A translator is a table of three actions: interpretation, compilation, and postponing. You should design the translator and its actions like the system-defined translators, with additional data, maybe some parsing, and at least an interpreting run-time (and in the normal case let the compiling run-time and postponing run-time follow from that, see Define recognizers with existing translators). You then have to define the action words to implement the sequence: consume the additional data, possibly scan, then perform the run-time appropriate for the action.

You define a translator with

translate: ( int-xt comp-xt post-xt "name" –  ) gforth-experimental “translate-colon”

To make this a little more concrete, here is an implementation for translate-cell:

' noop                       ( x -- x )                             \ int-xt
' lit,                       ( compilation: x -- ; run-time: -- x ) \ comp-xt
:noname lit, postpone lit, ; ( postponing: x -- ;  run-time: -- x ) \ post-xt
translate: translate-cell

If a recognizer for a single-cell literal (e.g., rec-tick) matches the input string, it pushes the value x of the literal (the xt of the ticked word in case of rec-tick) on the data stack and the xt of translate-cell. When the interpretation semantics is needed, int-xt is executed, and x stays on the stack. For the compilation semantics, x is compiled into the current definition as literal.

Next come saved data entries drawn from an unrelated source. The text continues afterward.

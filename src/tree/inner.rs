//! Inner nodes: bounded lists of children, indexed by offset (and optionally by key)

use std::cmp::Ordering;
use std::rc::Rc;

use super::node::{NodeId, NodeRef};
use super::sorted::KeyOrder;
use super::Ctx;

/// A single child of an [`InnerNode`]
pub(crate) struct Entry<T, K> {
    /// Offset of the child's first index, relative to the start of the parent
    pub(super) base: u32,
    pub(super) node: NodeRef<T, K>,
    /// Cached highest key in the child; always `None` in trees without a key order
    pub(super) key: Option<K>,
}

impl<T, K: Clone> Clone for Entry<T, K> {
    fn clone(&self) -> Self {
        Entry {
            base: self.base,
            node: Rc::clone(&self.node),
            key: self.key.clone(),
        }
    }
}

pub(crate) struct InnerNode<T, K> {
    pub(super) entries: Vec<Entry<T, K>>,
}

impl<T, K: Clone> Clone for InnerNode<T, K> {
    fn clone(&self) -> Self {
        InnerNode {
            entries: self.entries.clone(),
        }
    }
}

impl<T, K> InnerNode<T, K> {
    pub(super) fn new() -> Self {
        InnerNode {
            entries: Vec::new(),
        }
    }

    pub(super) fn len(&self) -> usize {
        self.entries.len()
    }

    pub(super) fn total(&self) -> u32 {
        match self.entries.last() {
            Some(e) => e.base + e.node.total_count(),
            None => 0,
        }
    }

    /// Returns the position of the child containing `index`: the last child whose base is
    /// `<= index`
    ///
    /// An `index` equal to the total count of the node gives the last child.
    pub(super) fn binary_search_by_offset(&self, index: u32) -> usize {
        let entries = &self.entries;
        let n = entries.len();
        if n <= 1 {
            return 0;
        }

        // The step halves each time round, starting from the largest power of two below `n`. The
        // first entry always has a base of zero, so `i` starts as a valid answer.
        let mut i = 0;
        let mut step = n.next_power_of_two() >> 1;
        while step > 0 {
            let next = i + step;
            if next < n && entries[next].base <= index {
                i = next;
            }
            step >>= 1;
        }
        i
    }

    /// Returns the position of the first child whose highest key is `>= key` (or `> key`, if
    /// `upper` is true). If there is no such child, returns the last one.
    pub(super) fn binary_search_by_key(&self, key: &K, upper: bool, order: &KeyOrder<T, K>) -> usize {
        let p = self.entries.partition_point(|e| match &e.key {
            None => true,
            Some(k) => match order.compare(k, key) {
                Ordering::Less => true,
                Ordering::Equal => upper,
                Ordering::Greater => false,
            },
        });
        p.min(self.entries.len().saturating_sub(1))
    }

    /// Resets the base offsets of every entry from `from` onwards, using the totals of the entries
    /// before them
    pub(super) fn recompute_bases(&mut self, from: usize) {
        let mut base = match from {
            0 => 0,
            f => match self.entries.get(f - 1) {
                Some(prev) => prev.base + prev.node.total_count(),
                None => return,
            },
        };

        for e in self.entries.iter_mut().skip(from) {
            e.base = base;
            base += e.node.total_count();
        }
    }

    pub(super) fn add_to_bases_after(&mut self, c: usize, n: u32) {
        for e in self.entries.iter_mut().skip(c + 1) {
            e.base += n;
        }
    }

    pub(super) fn sub_from_bases_after(&mut self, c: usize, n: u32) {
        for e in self.entries.iter_mut().skip(c + 1) {
            e.base -= n;
        }
    }
}

impl<T, K: Clone> InnerNode<T, K> {
    /// Recomputes the cached highest key for the entry at `c`, if the tree is key-ordered
    pub(super) fn refresh_key(&mut self, c: usize, ctx: &Ctx<T, K>) {
        if let (Some(order), Some(e)) = (ctx.order, self.entries.get_mut(c)) {
            e.key = e.node.highest_key(order);
        }
    }

    pub(super) fn make_entry(&self, base: u32, node: NodeRef<T, K>, ctx: &Ctx<T, K>) -> Entry<T, K> {
        let key = ctx.order.and_then(|o| node.highest_key(o));
        Entry { base, node, key }
    }

    /// Links `node` as a new child at position `at`, resetting the bases of the children from `at`
    /// onwards
    ///
    /// The contents of `node` are *not* reported to observers; only its link to this node.
    pub(super) fn link_child(&mut self, id: NodeId, at: usize, node: NodeRef<T, K>, ctx: &mut Ctx<T, K>) {
        ctx.notify.node_added(node.id(), id);
        let entry = self.make_entry(0, node, ctx);
        self.entries.insert(at, entry);
        self.recompute_bases(at);
    }

    /// Unlinks the child at position `c`, shifting the bases of the children after it
    ///
    /// Like [`link_child`](Self::link_child), only the link itself is reported to observers.
    pub(super) fn unlink_child(&mut self, id: NodeId, c: usize, ctx: &mut Ctx<T, K>) -> NodeRef<T, K> {
        let entry = self.entries.remove(c);
        ctx.notify.node_removed(entry.node.id(), id);
        self.recompute_bases(c);
        entry.node
    }

    /// Moves the entries from position `at` onwards into a new inner node
    pub(super) fn split_off(&mut self, id: NodeId, at: usize, ctx: &mut Ctx<T, K>) -> Self {
        let mut moved = self.entries.split_off(at);
        let boundary = moved.first().map(|e| e.base).unwrap_or(0);
        for e in &mut moved {
            ctx.notify.node_removed(e.node.id(), id);
            e.base -= boundary;
        }
        InnerNode { entries: moved }
    }

    /// Moves the first `n` children of `right` onto the end of `self`, returning the number moved
    pub(super) fn take_from_right(
        &mut self,
        id: NodeId,
        max: usize,
        right: &mut Self,
        right_id: NodeId,
        n: usize,
        ctx: &mut Ctx<T, K>,
    ) -> usize {
        let n = n.min(right.entries.len()).min(max.saturating_sub(self.entries.len()));
        let start = self.entries.len();
        for e in right.entries.drain(..n) {
            ctx.notify.node_removed(e.node.id(), right_id);
            ctx.notify.node_added(e.node.id(), id);
            self.entries.push(e);
        }
        self.recompute_bases(start);
        right.recompute_bases(0);
        n
    }

    /// Moves the last `n` children of `left` onto the start of `self`, returning the number moved
    pub(super) fn take_from_left(
        &mut self,
        id: NodeId,
        max: usize,
        left: &mut Self,
        left_id: NodeId,
        n: usize,
        ctx: &mut Ctx<T, K>,
    ) -> usize {
        let n = n.min(left.entries.len()).min(max.saturating_sub(self.entries.len()));
        let start = left.entries.len() - n;
        let moved: Vec<_> = left.entries.drain(start..).collect();
        for e in &moved {
            ctx.notify.node_removed(e.node.id(), left_id);
            ctx.notify.node_added(e.node.id(), id);
        }
        self.entries.splice(0..0, moved);
        self.recompute_bases(0);
        n
    }
}

/// Returns mutable references to two distinct entries
pub(super) fn pair_mut<T, K>(
    entries: &mut [Entry<T, K>],
    a: usize,
    b: usize,
) -> (&mut Entry<T, K>, &mut Entry<T, K>) {
    weak_assert!(a != b);
    if a < b {
        let (lo, hi) = entries.split_at_mut(b);
        (&mut lo[a], &mut hi[0])
    } else {
        let (lo, hi) = entries.split_at_mut(a);
        (&mut hi[0], &mut lo[b])
    }
}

For postponing, more time levels are involved: at text-interpretation time (when the recognizer runs and the translator action is performed) the current definition is d1. When d1 runs, the current definition is d227. The post-xt of the translate-cell implementation above first compiles x into d1 and also compiles lit, into d1 (that’s the postpone lit, part). When d1 runs, it pushes x and then the lit, compiles x into d2.

Many literal translators follow this scheme.

A translator that is quite different is translate-name. Here’s an implementation:

: name-intsem ( ... nt -- ... )
  name>interpret execute-exit ;
: name-compsem ( ... nt -- ... )
  name>compile execute-exit ;
: name-compcompsem ( nt -- )
  lit, postpone name-compsem ;
' name-intsem ' name-compsem ' name-compcompsem translate: translate-name

Name-intsem performs the interpretation semantics of nt, by getting the xt of the interpretation semantics and executing it. Here execute-exit is used, in order for return-stack words to work (that’s a Gforth 1.0 feature). Also, in Gforth 1.0 all words have interpretation semantics, so the result of name-interpret is not tested for 0.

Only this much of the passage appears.